FTA Chief Executive Theo de Pencier said "The often cumbersome regulations and rules that exist in the freight sector are a burden that the companies within it could do without. As 'sector champion' for logistics we saw the Red Tape Challenge as a golden opportunity to put forward our considered views on how to cut red tape, and save the industry time and money.

"There will be overwhelming accord throughout industry to see these common sense measures incorporated."

Latest Red Tape Challenge announcements - January 2014

The Department for Transport (DfT) announced a raft of measures aimed at reducing burdens on the road transport sector on 29 January 2014. The outcomes of the Red Tape Challenge follow consultations which took place in 2013 and to which FTA responded. Some aspects included in the announcement had been committed to in previous Government statements, others were new.

Extension to digital tachograph Vehicle Unit download limit - The maximum legal limit for downloading data from the digital tachograph vehicle unit will increase from the current 56 days to the EU maximum of 90 days. The limit for the driver card remains unchanged. This is still subject to Parliamentary processes but the Department expects it to come into force by the end of 2014. FTA Freight Council members welcomed this flexibility. This may now allow operators whose vehicle safety inspections are at intervals of eight weeks or greater to incorporate the download as part of the inspection process, as is common practice currently where the inspection interval is less than eight weeks. This may also aid operators whose vehicles spend significant amounts of time away from base.

Domestic driver’s hours records - The specification of records of domestic drivers hours rules (ie what information the record should contain) will be removed from legislation but the need to keep some form of record will remain a requirement in operator licensing undertakings. FTA will work with the DfT, Driver and Vehicle Standards Agency and the Traffic Commissioners to fully understand how drivers operating under domestic driver’s hours rules will be expected to demonstrate their compliance with the law to enforcement authorities.

New guidance on the rules surrounding driver’s hours and breaks – recognising the difficulties drivers and operators often face in understanding and reconciling the different rules applied by European driver’s hours rules and European working time rules, DfT has announced its intention to produce renewed, simplified guidance in conjunction with stakeholders.
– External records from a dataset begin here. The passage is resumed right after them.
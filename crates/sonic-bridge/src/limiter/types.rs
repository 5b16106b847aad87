use serde::Serialize;
use sonic_bridge_types::{FlowKey, GroupAddress};
use std::fmt;
use std::net::IpAddr;
use std::time::Instant;

/// Limiter decision for one frame.
#[derive(Debug, Clone, Copy, PartialEq, Eq, Serialize)]
#[serde(rename_all = "lowercase")]
pub enum Verdict {
    Admit,
    Block,
}

/// Flow identity as tracked by the limiter: the group, plus the source when
/// source tracking is on.
#[derive(Debug, Clone, Copy, PartialEq, Eq, Hash)]
pub struct LimiterKey {
    pub group: GroupAddress,
    pub source: Option<IpAddr>,
}

impl LimiterKey {
    pub fn from_flow(key: &FlowKey, track_source: bool) -> Self {
        Self {
            group: key.group,
            source: if track_source { key.source } else { None },
        }
    }
}

impl fmt::Display for LimiterKey {
    fn fmt(&self, f: &mut fmt::Formatter<'_>) -> fmt::Result {
        match self.source {
            Some(src) => write!(f, "({}, {})", src, self.group),
            None => write!(f, "(*, {})", self.group),
        }
    }
}

/// One slot of the unknown-flow table. A slot with no key is free.
#[derive(Debug, Clone, Copy)]
pub struct UnknownFlowRecord {
    pub key: Option<LimiterKey>,
    pub window_start: Instant,
    pub packets: u64,
}

impl UnknownFlowRecord {
    pub fn empty(now: Instant) -> Self {
        Self {
            key: None,
            window_start: now,
            packets: 0,
        }
    }

    pub fn is_valid(&self) -> bool {
        self.key.is_some()
    }
}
The announcement also confirmed that DfT would not be taking forward other proposals on which it had consulted.

Carriers of cash and valuables remain in scope of EU driver’s hours rules – the consultation considered whether the UK should take advantage of a derogation in the European driver’s hours legislation allowing member states to take such operators out of scope and therefore operate under domestic hours rules. FTA members who operate in the sector indicated that the impact of the daily duty limit in domestic rules could have a detrimental effect on their operations. These operators will therefore continue to be in scope of EU driver’s hours rules.
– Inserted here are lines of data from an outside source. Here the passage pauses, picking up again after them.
impl ActionExecutor {
    pub fn new(
        control: Arc<dyn ProcessControl>,
        cycles: watch::Receiver<Arc<CycleResult>>,
        bus: Arc<LogBus>,
        metrics: Arc<Metrics>,
        config: ActionConfig,
    ) -> Self {
        Self {
            control,
            cycles,
            bus,
            metrics,
            guard: SafetyGuard::for_current_process(),
            config,
        }
    }

    pub fn with_guard(mut self, guard: SafetyGuard) -> Self {
        self.guard = guard;
        self
    }

    fn current(&self) -> Arc<CycleResult> {
        Arc::clone(&self.cycles.borrow())
    }

    pub async fn kill(&self, pid: Pid) -> Result<KillReport, ActionError> {
        let result = self.kill_inner(pid).await;
        match &result {
            Ok(report) => {
                let message = format!(
                    "[KILL] {} (PID {pid}) {}",
                    report.name,
                    report.outcome.describe()
                );
                self.report_success(pid, report.outcome, message);
            }
            Err(err) => self.report_failure(pid, err, format!("[KILL] PID {pid} failed: {err}")),
        }
        result
    }

    async fn kill_inner(&self, pid: Pid) -> Result<KillReport, ActionError> {
        self.guard.check(pid)?;
        let cycle = self.current();
        let name = cycle
            .process(pid)
            .map(|p| p.name.clone())
            .ok_or(ActionError::NotFound(pid))?;
        let outcome = self.terminate(pid).await?;
        Ok(KillReport { pid, name, outcome })
    }

    pub async fn kill_tree(&self, pid: Pid) -> Result<TreeReport, ActionError> {
        let result = self.kill_tree_inner(pid).await;
        match &result {
            Ok(report) => {
                let message = format!(
                    "[KILL TREE] {} (PID {pid}) {} after {} descendant(s)",
                    report.name,
                    report.outcome.describe(),
                    report.descendants.len()
                );
                self.report_success(pid, report.outcome, message);
            }
            Err(err) => {
                let mut message = format!("[KILL TREE] PID {pid} failed: {err}");
                if let ActionError::PartialFailure { failed, .. } = err {
                    let survivors: Vec<String> = failed
                        .iter()
                        .map(|(child, reason)| format!("PID {child} ({reason})"))
                        .collect();
                    message.push_str(&format!("; still running: {}", survivors.join(", ")));
                }
                self.report_failure(pid, err, message)
            }
        }
        result
    }

    async fn kill_tree_inner(&self, pid: Pid) -> Result<TreeReport, ActionError> {
        self.guard.check(pid)?;
        // One cycle's table for the whole tree; later cycles are not mixed in.
        let cycle = self.current();
        let name = cycle
            .process(pid)
            .map(|p| p.name.clone())
            .ok_or(ActionError::NotFound(pid))?;
        let levels = family::descendant_levels(cycle.process_table(), pid);
        info!(
            "[actions] kill-tree {pid}: {} descendant(s) over {} level(s) from cycle {}",
            levels.iter().map(Vec::len).sum::<usize>(),
            levels.len(),
            cycle.cycle
        );

        let mut descendants = Vec::new();
        let mut failed: Vec<(Pid, String)> = Vec::new();
        for level in levels.iter().rev() {
            let results = join_all(level.iter().map(|child| async move {
                let result = match self.guard.check(*child) {
                    Ok(()) => self.terminate(*child).await,
                    Err(err) => Err(err),
                };
                (*child, result)
            }))
            .await;
            for (child, result) in results {
                let child_name = cycle.process(child).map_or("?", |p| p.name.as_str());
                self.report_descendant(pid, child, child_name, &result);
                match result {
                    Ok(outcome) => descendants.push(TreeMember {
                        pid: child,
                        outcome,
                    }),
                    Err(err) => failed.push((child, err.to_string())),
                }
            }
        }

        // A surviving descendant keeps its parent alive too.
        if !failed.is_empty() {
            return Err(ActionError::PartialFailure {
                pid,
                terminated: descendants.len(),
                failed,
            });
        }

        let outcome = self.terminate(pid).await?;
        Ok(TreeReport {
            pid,
            name,
            cycle: cycle.cycle,
            outcome,
            descendants,
        })
    }

    pub fn locate(&self, pid: Pid) -> Result<Location, ActionError> {
        let cycle = self.current();
        let result = cycle
            .process(pid)
            .ok_or(ActionError::NotFound(pid))
            .and_then(|p| p.exe.clone().ok_or(ActionError::PathUnavailable(pid)))
            .map(|executable| Location {
                pid,
                directory: executable
                    .parent()
                    .map(PathBuf::from)
                    .unwrap_or_else(|| executable.clone()),
                executable,
            });

        match &result {
            Ok(location) => {
                self.bus.append(
                    LogRecord::action(format!(
                        "[OPEN] PID {pid} located at {}",
                        location.executable.display()
                    ))
                    .pid(pid)
                    .action_result("located"),
                );
            }
            Err(err) => {
                self.bus.append(
                    LogRecord::action(format!("[OPEN] PID {pid}: {err}"))
                        .level(LogLevel::Warn)
                        .pid(pid)
                        .action_result(err.code()),
                );
            }
        }
        result
    }

    /// Graceful request, bounded wait, then one forceful attempt.
    async fn terminate(&self, pid: Pid) -> Result<ActionOutcome, ActionError> {
        match self.control.terminate(pid) {
            Ok(()) => {}
            Err(SignalError::NoSuchProcess) => return Ok(ActionOutcome::AlreadyExited),
            Err(err) => return Err(signal_error(pid, err)),
        }
        if self
            .wait_for_exit(pid, Duration::from_millis(self.config.graceful_wait_ms))
            .await
        {
            return Ok(ActionOutcome::Terminated);
        }

        warn!("[actions] pid {pid} still running after graceful request; escalating");
        match self.control.force_kill(pid) {
            Ok(()) => {}
            Err(SignalError::NoSuchProcess) => return Ok(ActionOutcome::Terminated),
            Err(err) => return Err(signal_error(pid, err)),
        }
        if self
            .wait_for_exit(pid, Duration::from_millis(self.config.forceful_wait_ms))
            .await
        {
            Ok(ActionOutcome::Escalated)
        } else {
            Err(ActionError::EscalationExhausted(pid))
        }
    }

    async fn wait_for_exit(&self, pid: Pid, limit: Duration) -> bool {
        let poll = Duration::from_millis(self.config.poll_ms.max(1));
        let control = Arc::clone(&self.control);
        tokio::time::timeout(limit, async move {
            while control.is_alive(pid) {
                tokio::time::sleep(poll).await;
            }
        })
        .await
        .is_ok()
    }

    fn report_success(&self, pid: Pid, outcome: ActionOutcome, message: String) {
        self.metrics.inc_actions(true);
        log::warn!(target: "taskflux_audit", "ACTION pid={pid} result={outcome}");
        self.bus
            .append(LogRecord::action(message).pid(pid).action_result(outcome.code()));
    }

    /// Per-descendant entry; metrics count the tree action once.
    fn report_descendant(
        &self,
        root: Pid,
        pid: Pid,
        name: &str,
        result: &Result<ActionOutcome, ActionError>,
    ) {
        let record = match result {
            Ok(outcome) => {
                log::info!(target: "taskflux_audit", "ACTION pid={pid} tree={root} result={outcome}");
                LogRecord::action(format!(
                    "[KILL TREE] {name} (PID {pid}) under PID {root} {}",
                    outcome.describe()
                ))
                .action_result(outcome.code())
            }
            Err(err) => {
                log::warn!(target: "taskflux_audit", "ACTION pid={pid} tree={root} result={}", err.code());
                LogRecord::action(format!(
                    "[KILL TREE] {name} (PID {pid}) under PID {root} failed: {err}"
                ))
                .level(LogLevel::Error)
                .action_result(err.code())
            }
        };
        self.bus.append(record.pid(pid));
    }

    fn report_failure(&self, pid: Pid, err: &ActionError, message: String) {
        self.metrics.inc_actions(false);
        log::warn!(target: "taskflux_audit", "ACTION pid={pid} result={}", err.code());
        let level = match err {
            ActionError::Refused { .. } | ActionError::NotFound(_) => LogLevel::Warn,
            _ => LogLevel::Error,
        };
        self.bus.append(
            LogRecord::action(message)
                .level(level)
                .pid(pid)
                .action_result(err.code()),
        );
    }
}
Operator licence thresholds for ‘green’ vehicles will remain under review – the consultation proposed raising the weight threshold for entry into operator licensing regulations to allow small vehicles to take on the additional weight required to run on alternative fuels without any loss of payload; it was suggested that this problem was stalling the uptake of alternatively fuelled vehicles. FTA Freight Council members expressed concern that the safety aspects of operator licensing were based on the risks of operating vehicles over a particular weight, and that it was difficult to identify how the mechanism of propulsion of a vehicle might mitigate those risks. DfT says this proposal will remain under review.

Other provisions arising from the Red Tape Challenge which have been announced previously include:

  • 36 million vehicles will no longer need a paper tax disc, saving business and taxpayers around £14 million each year
  • 33 million drivers will no longer need a paper counterpart to their driving licence, saving them an estimated £8 million each year
  • more than 17 million changes to address and vehicle details will be possible online
  • 6 million people will not need to return an insurance certificate if a policy is cancelled mid-term, saving business £29 million each year
  • 2 million fleet vehicles will no longer need a paper registration certificate, saving companies around £3 million each year
  • 1.2 million vehicle owners no longer need to renew their Statutory Off-Road Notification (SORN) saving them £6 million a year
  • 160,000 customers do not need to MOT their historic vehicle, saving them £7 million a year
  • 600,000 more people can tax their vehicle online
  • 76,000 mechanics and valets have been exempted from additional driver training, saving business £24 million a year
  • new rules, saving road users over £100 million per year in reduced congestion, incentivise quicker and less disruptive road works.